Of course, the moon and Venus aren’t really that close together in space. The moon lies about 1.2 light-seconds away while Venus right now lies some 6 light-minutes distant from Earth. Light travels at about 300,000 kilometers (186,000 miles) per second, or about 18,000,000 kilometers (or 11,000,000 miles) per minute. Or another way of looking at it, Venus is nearly 300 times farther away than the moon on the morning of March 27. And that is why Venus, a planet as large as Earth, appears as a point in our sky, while the moon, only a quarter of Earth’s size, looks like a round disk.

How far is a light-year?

Both of these worlds – the moon and Venus – shine by reflecting the light of the sun. Sunlight reflected by Venus’ cloud cover takes about 6 minutes to reach Earth, while the sunlight reflected from the moon’s surface takes only a little over one second to reach us.

There’s another reason to get up early tomorrow. Closely look at the waning crescent moon with the unaided eye or binoculars, and you’ll likely see earthshine: the faint glow of twice-reflected sunshine on the nighttime side of the moon.

Earthshine - sunlight reflected from Earth and back to the moon - lights up the night side of the lunar crescent. Photo taken on February 29, 2012. Image credit: European Southern Observatory

Earthshine – sunlight reflected from Earth and back to the moon – lights up the night side of the lunar crescent. Photo taken on February 29, 2012. Image credit: European Southern Observatory

In the final days of March 2014, the moon is waning and heading closer and closer to the sunrise point on the horizon. At northerly latitudes – like those in the United States, Canada and mid-northern Asia – the mornings of March 27 and 28 may well be your last chance to see the moon in the March 2014 morning sky.
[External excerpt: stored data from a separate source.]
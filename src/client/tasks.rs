//! Task endpoints

use super::{expect_success, Client};
use crate::error::{Error, Result};
use crate::http::{read_error_body, read_json, ResponseOutcome};
use crate::types::{RebootedTask, Task, TaskId};
use reqwest::{Method, StatusCode};
use serde::Deserialize;
use tracing::debug;

/// Priority used by `reschedule_task` when none is given
pub const DEFAULT_RESCHEDULE_PRIORITY: u32 = 1;

#[derive(Deserialize)]
struct TaskPage {
    #[serde(default)]
    tasks: Option<Vec<Task>>,
}

/// `tasks/sample` has answered both wrapped and as a bare array
#[derive(Deserialize)]
#[serde(untagged)]
enum SampleTasks {
    Wrapped { tasks: Option<Vec<Task>> },
    Bare(Vec<Task>),
}

#[derive(Deserialize)]
struct TaskView {
    task: Task,
}

#[derive(Deserialize)]
struct StatusReply {
    #[serde(default)]
    status: String,
}

#[derive(Deserialize)]
struct SuccessReply {
    #[serde(default)]
    success: bool,
}

impl Client {
    /// Fetch one page of tasks.
    ///
    /// A missing or `null` task list decodes as an empty page.
    pub async fn list_tasks(&self, limit: u32, offset: u32) -> Result<Vec<Task>> {
        let path = format!("tasks/list/{limit}/{offset}");
        let response = self.http.execute(Method::GET, &path).await.into_success()?;
        let page: TaskPage = read_json(response).await?;
        let tasks = page.tasks.unwrap_or_default();
        debug!(limit, offset, count = tasks.len(), "listed task page");
        Ok(tasks)
    }

    /// All tasks created for a sample
    pub async fn list_tasks_for_sample(&self, sample_id: i64) -> Result<Vec<Task>> {
        let path = format!("tasks/sample/{sample_id}");
        let response = self.http.execute(Method::GET, &path).await.into_success()?;
        match read_json(response).await? {
            SampleTasks::Wrapped { tasks } => Ok(tasks.unwrap_or_default()),
            SampleTasks::Bare(tasks) => Ok(tasks),
        }
    }

    /// Details of a single task
    pub async fn view_task(&self, task_id: TaskId) -> Result<Task> {
        let outcome = self
            .http
            .execute(Method::GET, &format!("tasks/view/{task_id}"))
            .await;
        let response = expect_success(outcome, |status| {
            (status == StatusCode::NOT_FOUND).then(|| Error::not_found("task"))
        })?;
        let view: TaskView = read_json(response).await?;
        Ok(view.task)
    }

    /// Queue a task for another analysis run.
    ///
    /// `priority` defaults to [`DEFAULT_RESCHEDULE_PRIORITY`].
    pub async fn reschedule_task(&self, task_id: TaskId, priority: Option<u32>) -> Result<()> {
        let priority = priority.unwrap_or(DEFAULT_RESCHEDULE_PRIORITY);
        let outcome = self
            .http
            .execute(Method::GET, &format!("tasks/reschedule/{task_id}/{priority}"))
            .await;
        let response = expect_success(outcome, |status| {
            (status == StatusCode::NOT_FOUND).then(|| Error::not_found("task"))
        })?;

        let reply: StatusReply = read_json(response).await?;
        if reply.status != "OK" {
            return Err(Error::api(format!("bad returned status: {}", reply.status)));
        }
        Ok(())
    }

    /// Remove a task and its results from the server
    pub async fn delete_task(&self, task_id: TaskId) -> Result<()> {
        let outcome = self
            .http
            .execute(Method::GET, &format!("tasks/delete/{task_id}"))
            .await;

        match outcome {
            ResponseOutcome::Success(_) => Ok(()),
            ResponseOutcome::Status(response) if response.status() == StatusCode::NOT_FOUND => {
                Err(Error::not_found("task"))
            }
            ResponseOutcome::Status(response)
                if response.status() == StatusCode::INTERNAL_SERVER_ERROR =>
            {
                let body = read_error_body(response).await;
                Err(Error::api(format!("unable to delete the task, body: {body}")))
            }
            other => other.into_success().map(|_| ()),
        }
    }

    /// Regenerate the report of a finished task
    pub async fn rereport_task(&self, task_id: TaskId) -> Result<()> {
        let outcome = self
            .http
            .execute(Method::GET, &format!("tasks/rereport/{task_id}"))
            .await;
        let response = expect_success(outcome, |status| {
            (status == StatusCode::NOT_FOUND).then(|| Error::not_found("task"))
        })?;

        let reply: SuccessReply = read_json(response).await?;
        if !reply.success {
            return Err(Error::api("cuckoo returned non success"));
        }
        Ok(())
    }

    /// Create a reboot task from an existing analysis
    pub async fn reboot_task(&self, task_id: TaskId) -> Result<RebootedTask> {
        let outcome = self
            .http
            .execute(Method::GET, &format!("tasks/reboot/{task_id}"))
            .await;
        let response = expect_success(outcome, |status| {
            (status == StatusCode::NOT_FOUND).then(|| Error::api("error creating reboot task"))
        })?;
        read_json(response).await
    }
}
At southerly latitudes, on the other hand, it’s quite possible you’ll see the waning crescent moon on the mornings of March 29 and even March 30, as well. Click here to learn why those in the Southern Hemisphere can see the waning crescent moon longer in the March morning sky than we can at northerly altitudes.

Bottom line: No matter where you live on this great globe of Earth, watch for a beautiful morning couple – the moon and brightest planet Venus – to waltz in the ballroom of dawn on Thursday, March 27.